I'm on some twisted variant of that where I'm stuck trying to sift through a
backlog of tutorials or Algorithm review so I can still be considered remotely
competent enough to apply elsewhere, finding myself staying up 'til 1,
sometimes 2AM, only to wake up the next day to repeat the cycle. Only reason I
haven't 'rocked the boat' yet with my supervisor is because it's a fairly
high-profile project, but definitely starting to apply elsewhere if they
ignore my request to switch from backend to front-end after this. Glad to know
I'm not the only one.

------
deleted_account
An HR article with broad emotional appeal! It's like opening a fortune cookie
and reading, "You are destined for great things."

Of course we're all too smart for our jobs!

© Human Workplace 2013

Please sharelike this comment on TwitterLinkedBook.

------
feral
I can't tell whether or not this is an advertisement.

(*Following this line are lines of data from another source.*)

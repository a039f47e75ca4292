//! Recommendation resolution
//!
//! Takes the (title, authors, reason) triples produced by the
//! recommendation flow, resolves each to a persisted book through the
//! orchestrator, and stores the surviving entries as suggestion rows in
//! one batched write. Items resolve independently: one failed lookup
//! drops that item only, never the batch.

use crate::db::suggestions::{self, StoredSuggestion};
use crate::services::book_resolver::BookResolver;
use anyhow::Result;
use futures::future::join_all;
use serde::Deserialize;
use sqlx::SqlitePool;
use std::sync::Arc;
use uuid::Uuid;

/// One recommended book as received from the recommendation flow
#[derive(Debug, Clone, Deserialize)]
pub struct Recommendation {
    pub title: String,
    #[serde(default)]
    pub authors: Vec<String>,
    pub reason: String,
}

/// Batch resolver for recommended books
pub struct RecommendationResolver {
    db: SqlitePool,
    resolver: Arc<BookResolver>,
}

impl RecommendationResolver {
    pub fn new(db: SqlitePool, resolver: Arc<BookResolver>) -> Self {
        Self { db, resolver }
    }

    /// Resolve every recommendation and store the successful ones as
    /// suggestions for `user_id`.
    ///
    /// Item resolutions fan out concurrently; the suggestion write happens
    /// once, after all items have settled. Unresolvable items are dropped
    /// silently, and (user, book) pairs the user already has are skipped by
    /// the insert. An empty result is a valid outcome, not an error.
    pub async fn resolve_and_store(
        &self,
        user_id: Uuid,
        recommendations: Vec<Recommendation>,
    ) -> Result<Vec<StoredSuggestion>> {
        let lookups = recommendations.iter().map(|rec| {
            let resolver = Arc::clone(&self.resolver);
            async move { resolver.find_or_add(&rec.title, &rec.authors).await }
        });

        let results = join_all(lookups).await;

        let mut items: Vec<(String, String)> = Vec::new();
        for (rec, result) in recommendations.iter().zip(results) {
            match result {
                Ok(Some(resolution)) => {
                    items.push((resolution.book.external_id, rec.reason.clone()));
                }
                Ok(None) => {
                    tracing::debug!(title = %rec.title, "Dropping unresolvable recommendation");
                }
                Err(e) => {
                    tracing::warn!(title = %rec.title, error = %e, "Recommendation lookup failed");
                }
            }
        }

        suggestions::insert_suggestions(&self.db, user_id, &items).await?;

        // Read back the batch for authoritative stored state (created_at,
        // original reason where the pair already existed)
        let stored = suggestions::suggestions_for_user(&self.db, user_id).await?;
        Ok(stored
            .into_iter()
            .filter(|s| items.iter().any(|(id, _)| id == &s.book_external_id))
            .collect())
    }
}
//! Book resolution orchestrator
//!
//! Composes the cache, persistence and external tiers into one
//! find-or-create operation with strict tier precedence: cache, then
//! database fuzzy match, then the external search API. Hits from the
//! slower tiers are written through to the cache, and external hits are
//! persisted before returning.

use crate::db::books::{self, Book};
use crate::services::book_cache::BookCache;
use crate::services::google_books::GoogleBooksClient;
use anyhow::Result;
use serde::Serialize;
use sqlx::SqlitePool;
use std::sync::Arc;

/// Which tier satisfied a resolution
#[derive(Debug, Clone, Copy, PartialEq, Eq, Serialize)]
#[serde(rename_all = "lowercase")]
pub enum Source {
    Cache,
    Database,
    External,
}

/// A resolved book with its provenance tag
#[derive(Debug, Clone, Serialize)]
pub struct Resolution {
    pub source: Source,
    pub book: Book,
}

/// Multi-tier book resolver
pub struct BookResolver {
    db: SqlitePool,
    cache: Arc<BookCache>,
    books_client: Arc<GoogleBooksClient>,
}

impl BookResolver {
    pub fn new(db: SqlitePool, cache: Arc<BookCache>, books_client: Arc<GoogleBooksClient>) -> Self {
        Self {
            db,
            cache,
            books_client,
        }
    }

    /// Resolve a (title, authors) query to a canonical book record,
    /// creating one from the external API on first sight.
    ///
    /// Returns None when no tier can produce a match. External failures are
    /// logged and collapsed into None rather than surfaced to the caller.
    ///
    /// Two concurrent calls for the same never-seen query may both reach
    /// the external API; the unique constraint on external_id plus the
    /// update-then-re-read in save_book guarantees a single row survives.
    pub async fn find_or_add(&self, title: &str, authors: &[String]) -> Result<Option<Resolution>> {
        if title.trim().is_empty() {
            return Ok(None);
        }

        // Tier 1: in-process cache
        if let Some(book) = self.cache.get(title, authors) {
            tracing::debug!(title = %title, "Cache hit");
            return Ok(Some(Resolution {
                source: Source::Cache,
                book,
            }));
        }

        // Tier 2: database fuzzy match
        if let Some(book) = books::find_by_title_authors(&self.db, title, authors).await? {
            tracing::debug!(title = %title, external_id = %book.external_id, "Database hit");
            self.cache.put(title, authors, book.clone());
            return Ok(Some(Resolution {
                source: Source::Database,
                book,
            }));
        }

        // Tier 3: external search API
        let resolved = match self.books_client.resolve(title, authors).await {
            Ok(resolved) => resolved,
            Err(e) => {
                // Availability over accuracy: a flaky external service reads
                // as "not found", the caller is never shown a distinct error.
                tracing::warn!(title = %title, error = %e, "External book lookup failed");
                return Ok(None);
            }
        };

        let Some(new_book) = resolved else {
            tracing::debug!(title = %title, "No external match");
            return Ok(None);
        };

        let book = books::save_book(&self.db, &new_book).await?;
        self.cache.put(title, authors, book.clone());

        tracing::info!(
            title = %title,
            external_id = %book.external_id,
            "Resolved and persisted book from external API"
        );

        Ok(Some(Resolution {
            source: Source::External,
            book,
        }))
    }
}
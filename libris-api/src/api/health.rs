//! Health check endpoint

use axum::{extract::State, routing::get, Json, Router};
use chrono::Utc;
use serde::Serialize;

use crate::AppState;

/// Health check response
#[derive(Debug, Serialize)]
pub struct HealthResponse {
    /// Service status (e.g., "ok")
    pub status: String,
    /// Module name ("libris-api")
    pub module: String,
    /// Crate version from Cargo.toml
    pub version: String,
    /// Seconds since service started
    pub uptime_seconds: u64,
}

/// GET /health
///
/// Health check endpoint for monitoring.
pub async fn health_check(State(state): State<AppState>) -> Json<HealthResponse> {
    let uptime = Utc::now().signed_duration_since(state.startup_time);
    let uptime_seconds = uptime.num_seconds().max(0) as u64;

    Json(HealthResponse {
        status: "ok".to_string(),
        module: "libris-api".to_string(),
        version: env!("CARGO_PKG_VERSION").to_string(),
        uptime_seconds,
    })
}

/// Build health check routes
pub fn health_routes() -> Router<AppState> {
    Router::new().route("/health", get(health_check))
}
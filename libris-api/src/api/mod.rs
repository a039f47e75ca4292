//! HTTP API handlers for libris-api

pub mod books;
pub mod cache;
pub mod health;
pub mod recommendations;

pub use books::book_routes;
pub use cache::cache_routes;
pub use health::health_routes;
pub use recommendations::recommendation_routes;
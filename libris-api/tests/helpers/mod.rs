//! Shared test utilities
//!
//! In-memory and file-backed test databases, app state wiring against a
//! mock Google Books server, and response fixtures.
#![allow(dead_code)]

use libris_api::services::{BookCache, GoogleBooksClient};
use libris_api::AppState;
use serde_json::{json, Value};
use sqlx::SqlitePool;
use std::path::Path;
use std::sync::Arc;
use std::time::Duration;
use wiremock::matchers::{method, path};
use wiremock::{Mock, MockServer, ResponseTemplate};

/// Single-connection in-memory database with the schema applied
pub async fn memory_pool() -> SqlitePool {
    let pool = sqlx::sqlite::SqlitePoolOptions::new()
        .max_connections(1)
        .connect(":memory:")
        .await
        .unwrap();
    libris_api::db::init_tables(&pool).await.unwrap();
    pool
}

/// File-backed database pool for tests exercising real write concurrency
pub async fn file_pool(dir: &Path) -> SqlitePool {
    libris_api::db::init_database_pool(&dir.join("test_libris.db"))
        .await
        .unwrap()
}

/// App state wired to the given pool and mock books server
pub fn test_state(pool: SqlitePool, books_api_url: &str) -> AppState {
    let cache = Arc::new(BookCache::new(100, Duration::from_secs(300)));
    let client = Arc::new(
        GoogleBooksClient::with_base_url(books_api_url, Duration::from_secs(2)).unwrap(),
    );
    AppState::new(pool, cache, client)
}

/// One volume in the Google Books response shape
pub fn volume_json(id: &str, title: &str, authors: &[&str], language: &str) -> Value {
    json!({
        "id": id,
        "volumeInfo": {
            "title": title,
            "authors": authors,
            "description": format!("Description of {}", title),
            "language": language,
            "imageLinks": {
                "thumbnail": format!("http://covers.test/{}.jpg", id),
                "smallThumbnail": format!("http://covers.test/{}-small.jpg", id)
            }
        }
    })
}

/// Mount a catch-all volumes response on the mock server
pub async fn mock_volumes(server: &MockServer, items: Vec<Value>) {
    Mock::given(method("GET"))
        .and(path("/volumes"))
        .respond_with(ResponseTemplate::new(200).set_body_json(json!({ "items": items })))
        .mount(server)
        .await;
}

/// Mount an empty volumes response (no candidates)
pub async fn mock_no_results(server: &MockServer) {
    Mock::given(method("GET"))
        .and(path("/volumes"))
        .respond_with(ResponseTemplate::new(200).set_body_json(json!({})))
        .mount(server)
        .await;
}
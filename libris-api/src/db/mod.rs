//! Database access for libris-api
//!
//! SQLite via sqlx. Tables are created at pool initialization; the books
//! table is the system of record for resolved books, the suggestions table
//! links users to recommended books.

pub mod books;
pub mod suggestions;

use anyhow::Result;
use sqlx::SqlitePool;
use std::path::Path;

/// Initialize database connection pool
pub async fn init_database_pool(db_path: &Path) -> Result<SqlitePool> {
    // Ensure parent directory exists
    if let Some(parent) = db_path.parent() {
        std::fs::create_dir_all(parent)?;
    }

    // SQLite URI with mode=rwc (read, write, create)
    let db_url = format!("sqlite://{}?mode=rwc", db_path.display());
    tracing::debug!("Connecting to database: {}", db_url);

    let pool = SqlitePool::connect(&db_url).await?;

    init_tables(&pool).await?;

    Ok(pool)
}

/// Create libris tables if they don't exist
///
/// Public so integration tests can apply the schema to in-memory pools.
pub async fn init_tables(pool: &SqlitePool) -> Result<()> {
    sqlx::query(
        r#"
        CREATE TABLE IF NOT EXISTS books (
            id INTEGER PRIMARY KEY AUTOINCREMENT,
            external_id TEXT NOT NULL UNIQUE,
            title TEXT NOT NULL,
            authors TEXT NOT NULL,
            description TEXT NOT NULL DEFAULT '',
            thumbnail TEXT NOT NULL DEFAULT '',
            small_thumbnail TEXT NOT NULL DEFAULT '',
            created_at TEXT NOT NULL DEFAULT CURRENT_TIMESTAMP,
            updated_at TEXT NOT NULL DEFAULT CURRENT_TIMESTAMP
        )
        "#,
    )
    .execute(pool)
    .await?;

    sqlx::query(
        r#"
        CREATE TABLE IF NOT EXISTS suggestions (
            id INTEGER PRIMARY KEY AUTOINCREMENT,
            user_id TEXT NOT NULL,
            book_external_id TEXT NOT NULL,
            reason TEXT NOT NULL,
            created_at TEXT NOT NULL DEFAULT CURRENT_TIMESTAMP,
            UNIQUE(user_id, book_external_id)
        )
        "#,
    )
    .execute(pool)
    .await?;

    Ok(())
}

The sentence: "You can start getting your Human-Voiced Resume™ together now
and be in a new job by Halloween" sounds like an advertisement.

It also bothers me that the title is 'HELP! Im too smart for my job', when it
isn't actually someone asking for help.

Maybe the story inside is true, and Drew is real. It's well written. But I
don't know what to make of a story like this if I can't tell whether its true
or not.

------
MrKurtHaeusler
I stopped reading when I realised it was an ad for snake oil, but lots of
people feel like Drew at work. And they are all justified, even when working
together. Drew IS the smartest guy at his job, when it comes to the things he
cares about. The trick is, most of his co-workers are also smarter than
everyone else, when it comes to the things they care about and specialise in.

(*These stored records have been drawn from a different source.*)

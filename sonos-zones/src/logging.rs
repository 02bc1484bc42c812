//! Logging setup helpers.
//!
//! The library itself only emits `tracing` events; nothing here runs
//! unless an application opts in. Embedders with their own subscriber
//! can ignore this module entirely.

use tracing_subscriber::{fmt, EnvFilter, Registry};

/// Logging mode for different use cases
#[derive(Debug, Clone, Copy)]
pub enum LoggingMode {
    /// No output
    Silent,
    /// Compact stderr output for development
    Development,
    /// Verbose diagnostics with source locations
    Debug,
}

/// Logging configuration error
#[derive(Debug, thiserror::Error)]
pub enum LoggingError {
    #[error("Failed to initialize tracing subscriber: {0}")]
    TracingInit(String),
}

/// Initialize logging with the specified mode.
///
/// Call once, early, before starting discovery.
pub fn init_logging(mode: LoggingMode) -> Result<(), LoggingError> {
    use tracing_subscriber::{layer::SubscriberExt, util::SubscriberInitExt};

    match mode {
        LoggingMode::Silent => Ok(()),
        LoggingMode::Development => {
            let filter = create_env_filter("info");

            let subscriber = Registry::default()
                .with(
                    fmt::layer()
                        .with_target(false)
                        .with_thread_ids(false)
                        .compact(),
                )
                .with(filter);

            subscriber
                .try_init()
                .map_err(|e| LoggingError::TracingInit(e.to_string()))
        }
        LoggingMode::Debug => {
            let filter = create_env_filter("debug");

            let subscriber = Registry::default()
                .with(
                    fmt::layer()
                        .pretty()
                        .with_thread_ids(true)
                        .with_file(true)
                        .with_line_number(true),
                )
                .with(filter);

            subscriber
                .try_init()
                .map_err(|e| LoggingError::TracingInit(e.to_string()))
        }
    }
}

/// Initialize logging from the `SONOS_ZONES_LOG_MODE` environment
/// variable ("development" or "debug"); defaults to silent.
pub fn init_logging_from_env() -> Result<(), LoggingError> {
    let mode = match std::env::var("SONOS_ZONES_LOG_MODE").as_deref() {
        Ok("development") => LoggingMode::Development,
        Ok("debug") => LoggingMode::Debug,
        _ => LoggingMode::Silent,
    };

    init_logging(mode)
}

/// Prefer SONOS_ZONES_LOG_LEVEL, fall back to RUST_LOG, then the default
fn create_env_filter(default_level: &str) -> EnvFilter {
    if let Ok(level) = std::env::var("SONOS_ZONES_LOG_LEVEL") {
        EnvFilter::new(level)
    } else if let Ok(rust_log) = std::env::var("RUST_LOG") {
        EnvFilter::new(rust_log)
    } else {
        EnvFilter::new(default_level)
    }
}

#[cfg(test)]
mod tests {
    use super::*;

    #[test]
    fn test_silent_mode() {
        assert!(init_logging(LoggingMode::Silent).is_ok());
    }
}
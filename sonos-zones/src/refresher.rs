//! Per-player zone-group refresh worker.
//!
//! Each newly registered player gets its own background thread that
//! polls the player's zone-group-state until one query succeeds or the
//! deadline lapses. Query failures are expected while a player is still
//! booting its services, so they are logged and retried, never surfaced.

use std::sync::Arc;
use std::thread::{self, JoinHandle};
use std::time::{Duration, Instant};

use crate::groups::GroupStore;
use crate::model::ZonePlayer;
use crate::upnp::TopologyClient;

/// Default per-player deadline for a refresh to succeed
pub const DEFAULT_REFRESH_DEADLINE: Duration = Duration::from_millis(5000);

/// How a refresher reconciles its contribution with the shared store.
#[derive(Debug, Clone, Copy, PartialEq, Eq, Default)]
pub enum RefreshMode {
    /// Wipe the whole store before refreshing.
    ///
    /// This is the historical behavior: every refresher rebuilds the
    /// group view from scratch. Known limitation: with several players
    /// refreshing concurrently, a late-starting refresher's wipe can
    /// erase groups an earlier-finishing refresher already contributed,
    /// so the surviving set depends on thread scheduling.
    #[default]
    ClearAll,
    /// Withdraw only this player's previous contribution.
    ///
    /// Opt-in corrected strategy: entries contributed by other players
    /// are left untouched, so concurrent refreshers cannot erase each
    /// other's results.
    ReplaceOwn,
}

/// Spawns the refresh worker thread for one player.
///
/// The worker reconciles the store per `mode`, then loops until
/// `deadline` has elapsed: query the player's zone-group-state, append
/// all returned groups and stop on success, sleep `poll_interval` and
/// retry on failure. A worker that never succeeds simply leaves the
/// store without this player's contribution.
///
/// Fire-and-forget relative to the caller; the returned handle lets the
/// owning session track or join the worker.
pub fn spawn_group_refresher(
    player: ZonePlayer,
    store: Arc<GroupStore>,
    topology: Arc<dyn TopologyClient + Send + Sync>,
    deadline: Duration,
    poll_interval: Duration,
    mode: RefreshMode,
) -> JoinHandle<()> {
    thread::spawn(move || {
        match mode {
            RefreshMode::ClearAll => store.clear(),
            RefreshMode::ReplaceOwn => store.remove_contribution(player.id()),
        }

        let start = Instant::now();
        while start.elapsed() < deadline {
            match topology.zone_group_state(player.device()) {
                Ok(groups) => {
                    tracing::debug!(
                        "Adding {} group(s) reported by {}",
                        groups.len(),
                        player
                    );
                    store.append(player.id(), groups);
                    return;
                }
                Err(e) => {
                    tracing::debug!("Zone groups not yet available from {}: {}", player, e);
                }
            }

            thread::sleep(poll_interval);
        }

        tracing::debug!("Group refresh for {} gave up after {:?}", player, deadline);
    })
}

People come to me at work all the time frustrated about something. "Sometimes
I am the only one who has any idea about X and is actively trying to push it
at this company". And they are right. When it comes to X, they are far too
clever for the company. But when it comes to Y and Z they are just like
everyone else, except for the guy that really gives a shit about Y and knows
its the most important thing the company should be concentrating on, and the
guy that really gives a shit about Z and knows that its the most important
thing the company should be focussing on.

We are all in our own little bubbles and have trouble considering that fact
that maybe we aren't so smart after all. We just need to start seeing things
from other peoples perspectives. Maybe X, Y AND Z are important so why not
recognise how clever other people actually are work together. Those people
that can manage to realise that they aren't in fact the only one who cares,
and get past their egos and manage to work with others and connect all those
important things are the true people who are clever enough to work anywhere.

Edit: So yeah, this smart clever things isn't really such a black and white
dichotomy. Pretty much all of us are clever at some thing, yet utterly stupid
at most things, that is just how things are. That is why we need to work
together to get anything done.

------
karlkatzke
> There's almost no focus on anything that could have impact outside a tiny
> circle of bureaucrats. It's a shame, not to mention frustrating."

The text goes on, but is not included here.